** ACTIVITY **
Every entry needs to be duplicated exactly.

____ AVAILABLE DATA

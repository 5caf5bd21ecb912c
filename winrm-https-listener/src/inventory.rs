use anyhow::Context;

use azure::management::{compute::VirtualMachine, network::{LoadBalancer, NetworkInterface, PublicIpAddress}};

/// The resources of a resource group that determine how its VMs are reached.
pub(crate) struct Inventory {
	pub(crate) virtual_machines: Vec<VirtualMachine>,
	pub(crate) public_ip_addresses: Vec<PublicIpAddress>,
	pub(crate) network_interfaces: Vec<NetworkInterface>,
	pub(crate) load_balancers: Vec<LoadBalancer>,
}

impl Inventory {
	pub(crate) async fn discover(client: &azure::management::Client<'_>, resource_group_name: &str) -> anyhow::Result<Self> {
		let (virtual_machines, public_ip_addresses, network_interfaces, load_balancers) =
			futures_util::future::try_join4(
				client.virtual_machines_list(resource_group_name),
				client.public_ip_addresses_list(resource_group_name),
				client.network_interfaces_list(resource_group_name),
				client.load_balancers_list(resource_group_name),
			).await
			.with_context(|| format!("could not discover resources of resource group {resource_group_name}"))?;

		Ok(Inventory {
			virtual_machines,
			public_ip_addresses,
			network_interfaces,
			load_balancers,
		})
	}
}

________

** TASK ANSWER **
repository 5caf5bd21ecb912c
filename winrm-https-listener/src/inventory.rs
use anyhow::Context;

use azure::management::{compute::VirtualMachine, network::{LoadBalancer, NetworkInterface, PublicIpAddress}};

/// The resources of a resource group that determine how its VMs are reached.
pub(crate) struct Inventory {
	pub(crate) virtual_machines: Vec<VirtualMachine>,
	pub(crate) public_ip_addresses: Vec<PublicIpAddress>,
	pub(crate) network_interfaces: Vec<NetworkInterface>,
	pub(crate) load_balancers: Vec<LoadBalancer>,
}

impl Inventory {
	pub(crate) async fn discover(client: &azure::management::Client<'_>, resource_group_name: &str) -> anyhow::Result<Self> {
		let (virtual_machines, public_ip_addresses, network_interfaces, load_balancers) =
			futures_util::future::try_join4(
				client.virtual_machines_list(resource_group_name),
				client.public_ip_addresses_list(resource_group_name),
				client.network_interfaces_list(resource_group_name),
				client.load_balancers_list(resource_group_name),
			).await
			.with_context(|| format!("could not discover resources of resource group {resource_group_name}"))?;

		Ok(Inventory {
			virtual_machines,
			public_ip_addresses,
			network_interfaces,
			load_balancers,
		})
	}
}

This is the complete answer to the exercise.